Napoleone Ferrara Genentech Fellow: Tumor Biology and Angiogenesis Profile | Avastin Involvement | Education/Background | Top Scientific Papers | Awards & Honors

"I joined Genentech in 1988 after finishing a postdoc at the University of California, San Francisco (UCSF). The reputation for great science, combined with a flexible and entrepreneurial atmosphere, were the major factors in my decision to join Genentech. I had an opportunity to appreciate all of these aspects very soon. Even though my initial project was the development of models to study the activity of relaxin, a hormone thought to be involved in the functioning of the human reproductive system, I also had the freedom to pursue my favorite project, which involved studying a novel vascular endothelial cell growth factor (VEGF) and the biology of the human VEGF protein. I doubt that this would have been possible at other companies."
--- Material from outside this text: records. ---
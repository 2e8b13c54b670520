// Copyright © SixtyFPS GmbH <info@slint.dev>
// SPDX-License-Identifier: MIT

mod dummyfeed;
mod dweet;
mod readingfeed;

pub use dummyfeed::DummyFeed;
pub use dweet::{DweetEntry, DweetResponse};
pub use readingfeed::{Reading, ReadingFeed, ReadingFeedPointer};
Current Projects "The main research theme of my lab is the regulation of angiogenesis (the formation of new blood vessels). We identified the gene for human VEGF in 1989 and then characterized this molecule as a major regulator of angiogenesis in a broad variety of circumstances, including embryonic development, reproductive functions and endochondral bone formation. In addition, we demonstrated that VEGF is a key mediator of tumor angiogenesis. These studies led to the development of a humanized anti-VEGF antibody, Avastin® (bevacizumab, rhuMAb-VEGF), which was originally approved by the FDA in February 2004 for the treatment, in combination with 5-FU-based chemotherapy, of first-line metastatic colorectal cancer. Avastin was then approved in June 2006 for the treatment, in combination with 5-FU-based chemotherapy, of second-line metastatic colorectal cancer. The pivotal Phase III study on Avastin in metastatic colorectal cancer was the first clinical validation of the long-pursued anti-angiogenic hypothesis: that by interfering with a tumor's blood supply, you may inhibit tumor growth and metastasis and thereby provide health benefits to cancer patients. In October 2006, Avastin was also approved in combination with carboplatin and paclitaxel for the first-line treatment of patients with unresectable, locally advanced, recurrent or metastatic non-squamous non-small cell lung cancer.
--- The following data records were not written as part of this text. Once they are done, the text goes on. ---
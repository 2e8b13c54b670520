// Copyright © SixtyFPS GmbH <info@slint.dev>
// SPDX-License-Identifier: MIT

use chrono::{DateTime, Utc};
use serde::{Deserialize, Serialize};

/// A remote feed whose latest value is shown on the display.
#[derive(Serialize, Deserialize, Clone, Copy, Debug, PartialEq, Eq, Hash)]
#[serde(rename_all = "snake_case")]
pub enum ReadingSource {
    Weather,
    AirQuality,
}

impl ReadingSource {
    pub const COUNT: usize = 2;
    pub const ALL: [ReadingSource; Self::COUNT] = [ReadingSource::Weather, ReadingSource::AirQuality];

    pub(crate) const fn index(self) -> usize {
        match self {
            ReadingSource::Weather => 0,
            ReadingSource::AirQuality => 1,
        }
    }

    /// Short label drawn in the lower right corner of the screen.
    pub const fn label(self) -> &'static str {
        match self {
            ReadingSource::Weather => "WX",
            ReadingSource::AirQuality => "AQ",
        }
    }

    /// Label drawn in red while the source is stale.
    pub const fn stale_indicator(self) -> &'static str {
        match self {
            ReadingSource::Weather => "WX*",
            ReadingSource::AirQuality => "AQ*",
        }
    }
}

impl core::fmt::Display for ReadingSource {
    fn fmt(&self, f: &mut core::fmt::Formatter<'_>) -> core::fmt::Result {
        match self {
            ReadingSource::Weather => f.write_str("weather"),
            ReadingSource::AirQuality => f.write_str("air quality"),
        }
    }
}

/// GMT time of the most recent reading received from a source.
#[derive(Clone, Copy, Debug, Default, PartialEq, Eq)]
pub enum LastUpdate {
    /// Nothing received yet. Always stale.
    #[default]
    Unknown,
    At(DateTime<Utc>),
}

impl LastUpdate {
    pub fn timestamp(&self) -> Option<DateTime<Utc>> {
        match self {
            LastUpdate::Unknown => None,
            LastUpdate::At(at) => Some(*at),
        }
    }
}

/// Last update time of every source.
///
/// Written by the fetch side whenever a reading arrives, read by the staleness
/// evaluator. Both run on the same refresh loop, so there is no locking.
#[derive(Clone, Debug, Default, PartialEq, Eq)]
pub struct FeedTimestamps([LastUpdate; ReadingSource::COUNT]);

impl FeedTimestamps {
    pub fn new() -> Self {
        Self::default()
    }

    /// Stores `at` as the time of the latest reading from `source`.
    pub fn record(&mut self, source: ReadingSource, at: DateTime<Utc>) {
        let slot = &mut self.0[source.index()];
        if let LastUpdate::At(previous) = *slot {
            if at < previous {
                log::debug!("{source} timestamp moved backwards: {previous} -> {at}");
            }
        }
        *slot = LastUpdate::At(at);
    }

    pub fn last_update(&self, source: ReadingSource) -> LastUpdate {
        self.0[source.index()]
    }
}

#[test]
fn test_feed_timestamps_start_unknown() {
    let timestamps = FeedTimestamps::new();

    for source in ReadingSource::ALL {
        assert_eq!(timestamps.last_update(source), LastUpdate::Unknown);
    }
}

#[test]
fn test_feed_timestamps_record() {
    let mut timestamps = FeedTimestamps::new();
    let first = DateTime::from_timestamp(1_700_000_000, 0).unwrap();
    let second = DateTime::from_timestamp(1_700_000_300, 0).unwrap();

    timestamps.record(ReadingSource::Weather, first);
    timestamps.record(ReadingSource::Weather, second);

    assert_eq!(timestamps.last_update(ReadingSource::Weather), LastUpdate::At(second));
    assert_eq!(timestamps.last_update(ReadingSource::AirQuality), LastUpdate::Unknown);
}

#[test]
fn test_reading_source_serde_names() {
    let source: ReadingSource = serde_json::from_str("\"air_quality\"").unwrap();
    assert_eq!(source, ReadingSource::AirQuality);
    assert_eq!(source.stale_indicator(), "AQ*");
}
My lab's studies on the role of VEGF in intraocular neovascularization also led to the clinical development of an anti-VEGF antibody fragment, Lucentis® (ranibizumab injection), as a potential therapy for wet age-related macular degeneration. In June 2006, Lucentis was approved for the treatment of neovascular (wet) age-related macular degeneration (AMD). Overall, I am very excited about this anti-VEGF product and its potential role in the treatment of various diseases with high unmet medical needs.

Currently, my lab is investigating mechanisms of tumor angiogenesis alternative to VEGF, as well as studying novel, tissue-selective, endothelial cell mitogens. As part of this latter initiative, my team isolated endocrine gland vascular endothelial growth factor (EG-VEGF), a molecule that forms new blood vessels only in endocrine-system tissues. This breakthrough finding suggests that there may be ways to turn the blood supply on and off to specific parts of the body — a finding that may have therapeutic implications not only for cancer, but heart disease, wound healing, and blindness. My team's findings about EG-VEGF were published in Nature in August 2001 and have been summarized on PubMed.

Collaborations "Over the last 14 years, I have engaged in extensive collaborations with scientists at Genentech as well as from many universities. These collaborations have played a major role in moving my various projects forward. Among the most gratifying have been my collaborations with Genentech colleagues in the humanization of an anti-VEGF antibody and with Kenneth Hillan in analyzing the morphology of knockouts and many other phenotypes."

Inspiration/Vision "I am inspired by the possibility of combining exciting basic science with the development of novel therapies for important diseases with an unmet medical need. The field of angiogenesis is exquisitely suitable for such a combination."